[Opening EXERCISE INPUTS section]
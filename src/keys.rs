use crate::app::App;
use crate::state::app_state::PageKind;
use crate::state::messages::NetworkRequest;
use crate::state::navigation::ACTIVITIES;
use crossterm::event::KeyCode::Char;
use crossterm::event::{KeyCode, KeyEvent, KeyModifiers};
use std::sync::Arc;
use tokio::sync::{Mutex, mpsc};

pub async fn handle_key_bindings(
    key_event: KeyEvent,
    app: &Arc<Mutex<App>>,
    network_requests: &mpsc::Sender<NetworkRequest>,
) {
    let mut guard = app.lock().await;
    let requests = dispatch(key_event, &mut guard);
    drop(guard);

    for request in requests {
        let _ = network_requests.send(request).await;
    }
}

fn dispatch(key_event: KeyEvent, app: &mut App) -> Vec<NetworkRequest> {
    let (code, modifiers) = (key_event.code, key_event.modifiers);

    if let (Char('c'), KeyModifiers::CONTROL) = (code, modifiers) {
        quit();
    }

    if app.state.location_input.is_some() {
        match code {
            KeyCode::Enter => return app.submit_location_bar(),
            KeyCode::Esc => app.cancel_location_bar(),
            KeyCode::Backspace => app.location_backspace(),
            Char(c) => app.location_input(c),
            _ => {}
        }
        return Vec::new();
    }

    if app.state.confirm_leave.is_some() {
        return match code {
            Char('y') | Char('Y') => app.answer_leave(true),
            _ => app.answer_leave(false),
        };
    }

    if app.state.show_help {
        match code {
            Char('q') => quit(),
            Char('?') | KeyCode::Esc => app.toggle_help(),
            _ => {}
        }
        return Vec::new();
    }

    match (app.state.page.kind(), code) {
        (_, Char('q')) => quit(),

        // Panels
        (_, Char('?')) => app.toggle_help(),
        (_, Char('"')) => app.toggle_show_logs(),
        (_, Char('f')) => app.toggle_full_screen(),
        (_, Char('r')) => app.toggle_rank_by(),

        // Navigation
        (_, Char('g')) => return app.navigate("/"),
        (_, Char('t')) => return app.navigate("/teams"),
        (_, Char('T')) => return app.navigate("/tournaments"),
        (_, Char('a')) => return app.navigate(ACTIVITIES),
        (_, Char('R')) => return app.refresh(),
        (_, KeyCode::Backspace) => return app.back(),
        (_, Char('/')) => app.open_location_bar(),
        (_, Char('L')) => return app.logout(),

        // Lists and buttons
        (PageKind::Teams | PageKind::Tournaments, KeyCode::Enter) => return app.open_selected(),
        (PageKind::Activities, Char('m') | KeyCode::Enter) => return app.more_activities(),
        (PageKind::Tournament, KeyCode::Tab) => app.index_down(),
        (PageKind::Tournament, KeyCode::BackTab) => app.index_up(),
        (_, Char('j') | KeyCode::Down) => app.index_down(),
        (_, Char('k') | KeyCode::Up) => app.index_up(),
        (PageKind::Team | PageKind::Tournament, Char('J') | KeyCode::Enter) => {
            return app.toggle_membership();
        }

        _ => {}
    }
    Vec::new()
}

fn quit() {
    crate::cleanup_terminal();
    std::process::exit(0);
}
/// Wire types for the gonawin backend JSON API.
/// The backend serializes Go structs as-is: PascalCase keys, `omitempty` everywhere,
/// so every field is optional and every struct falls back to its default.
use chrono::{DateTime, Utc};
use serde::Deserialize;

#[derive(Debug, Deserialize, Default, Clone)]
#[serde(default, rename_all = "PascalCase")]
pub struct WireUser {
    pub id: Option<i64>,
    pub email: Option<String>,
    pub username: Option<String>,
    pub name: Option<String>,
    pub alias: Option<String>,
    pub auth: Option<String>,
    pub score: Option<i64>,
    pub team_ids: Option<Vec<i64>>,
    pub tournament_ids: Option<Vec<i64>>,
    pub created: Option<DateTime<Utc>>,
}

#[derive(Debug, Deserialize, Default, Clone)]
#[serde(default, rename_all = "PascalCase")]
pub struct WireTeam {
    pub id: Option<i64>,
    pub name: Option<String>,
    pub description: Option<String>,
    pub admin_ids: Option<Vec<i64>>,
    pub private: Option<bool>,
    pub tournament_ids: Option<Vec<i64>>,
    pub accuracy: Option<f64>,
    pub score: Option<i64>,
}

#[derive(Debug, Deserialize, Default, Clone)]
#[serde(default, rename_all = "PascalCase")]
pub struct WireTournament {
    pub id: Option<i64>,
    pub name: Option<String>,
    pub description: Option<String>,
    pub admin_ids: Option<Vec<i64>>,
    pub participants_count: Option<usize>,
    pub teams_count: Option<usize>,
    pub progress: Option<f64>,
}

// ---------------------------------------------------------------------------
// Envelopes
// ---------------------------------------------------------------------------

#[derive(Debug, Deserialize, Default)]
#[serde(default, rename_all = "PascalCase")]
pub struct UserEnvelope {
    pub user: Option<WireUser>,
    #[serde(rename = "ImageURL")]
    pub image_url: Option<String>,
    pub access_token: Option<String>,
}

#[derive(Debug, Deserialize, Default)]
#[serde(default, rename_all = "PascalCase")]
pub struct TeamEnvelope {
    pub team: Option<WireTeam>,
    pub joined: Option<bool>,
    pub request_sent: Option<bool>,
    pub players: Option<Vec<WireUser>>,
    pub tournaments: Option<Vec<WireTournament>>,
    #[serde(rename = "ImageURL")]
    pub image_url: Option<String>,
}

#[derive(Debug, Deserialize, Default)]
#[serde(default, rename_all = "PascalCase")]
pub struct TournamentEnvelope {
    pub tournament: Option<WireTournament>,
    pub joined: Option<bool>,
    pub participants: Option<Vec<WireUser>>,
    pub teams: Option<Vec<WireTeam>>,
    #[serde(rename = "ImageURL")]
    pub image_url: Option<String>,
}

/// `j/users/:id/teams`, and the team half of ranking responses.
#[derive(Debug, Deserialize, Default)]
#[serde(default, rename_all = "PascalCase")]
pub struct TeamsEnvelope {
    pub teams: Option<Vec<WireTeam>>,
}

#[derive(Debug, Deserialize, Default)]
#[serde(default, rename_all = "PascalCase")]
pub struct TournamentsEnvelope {
    pub tournaments: Option<Vec<WireTournament>>,
}

/// `j/*/:id/ranking?rankby=...` answers with whichever list was asked for.
#[derive(Debug, Deserialize, Default)]
#[serde(default, rename_all = "PascalCase")]
pub struct RankingEnvelope {
    pub users: Option<Vec<WireUser>>,
    pub teams: Option<Vec<WireTeam>>,
}

#[derive(Debug, Deserialize, Default)]
#[serde(default, rename_all = "PascalCase")]
pub struct CandidatesEnvelope {
    pub candidates: Option<Vec<WireCandidate>>,
}

#[derive(Debug, Deserialize, Default)]
#[serde(default, rename_all = "PascalCase")]
pub struct WireCandidate {
    pub team: Option<WireTeam>,
    pub joined: Option<bool>,
}

/// Join/leave answer. The entity part is ignored: callers re-fetch.
#[derive(Debug, Deserialize, Default)]
#[serde(default, rename_all = "PascalCase")]
pub struct MessageEnvelope {
    pub message_info: Option<String>,
}

/// Membership endpoints answer with an envelope, except the invitation
/// request which answers with a bare JSON string.
#[derive(Debug, Deserialize)]
#[serde(untagged)]
pub enum MessageReply {
    Text(String),
    Envelope(MessageEnvelope),
}

#[derive(Debug, Deserialize, Default, Clone)]
#[serde(default, rename_all = "PascalCase")]
pub struct WireActivityEntity {
    pub id: Option<i64>,
    #[serde(rename = "Type")]
    pub kind: Option<String>,
    pub display_name: Option<String>,
}

#[derive(Debug, Deserialize, Default, Clone)]
#[serde(default, rename_all = "PascalCase")]
pub struct WireActivity {
    pub id: Option<i64>,
    #[serde(rename = "Type")]
    pub kind: Option<String>,
    pub verb: Option<String>,
    pub actor: Option<WireActivityEntity>,
    pub object: Option<WireActivityEntity>,
    pub target: Option<WireActivityEntity>,
    pub published: Option<DateTime<Utc>>,
}

#[derive(Debug, Deserialize, Default)]
#[serde(default, rename_all = "PascalCase")]
pub struct ActivitiesResults {
    pub activities: Option<Vec<WireActivity>>,
    pub current_page: Option<u32>,
    pub last_page: Option<u32>,
}

#[derive(Debug, Deserialize, Default)]
#[serde(default, rename_all = "PascalCase")]
pub struct ActivitiesEnvelope {
    pub results: Option<ActivitiesResults>,
}

/// `j/activities` is either paged or, on older backends, a bare list.
#[derive(Debug, Deserialize)]
#[serde(untagged)]
pub enum ActivitiesReply {
    List(Vec<WireActivity>),
    Paged(ActivitiesEnvelope),
}

#[derive(Debug, Deserialize, Default)]
#[serde(default)]
pub struct TwitterTokenEnvelope {
    #[serde(rename = "OAuthToken")]
    pub oauth_token: Option<String>,
}

#[derive(Debug, Deserialize, Default)]
#[serde(default, rename_all = "PascalCase")]
pub struct LoginUrlEnvelope {
    pub url: Option<String>,
}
[Closing EXERCISE INPUTS section]
WORK INSTRUCTIONS —
Your answer should be a single number: the count of lines in these records that hold the string "WireTournament".

TASK RESPONSE —
4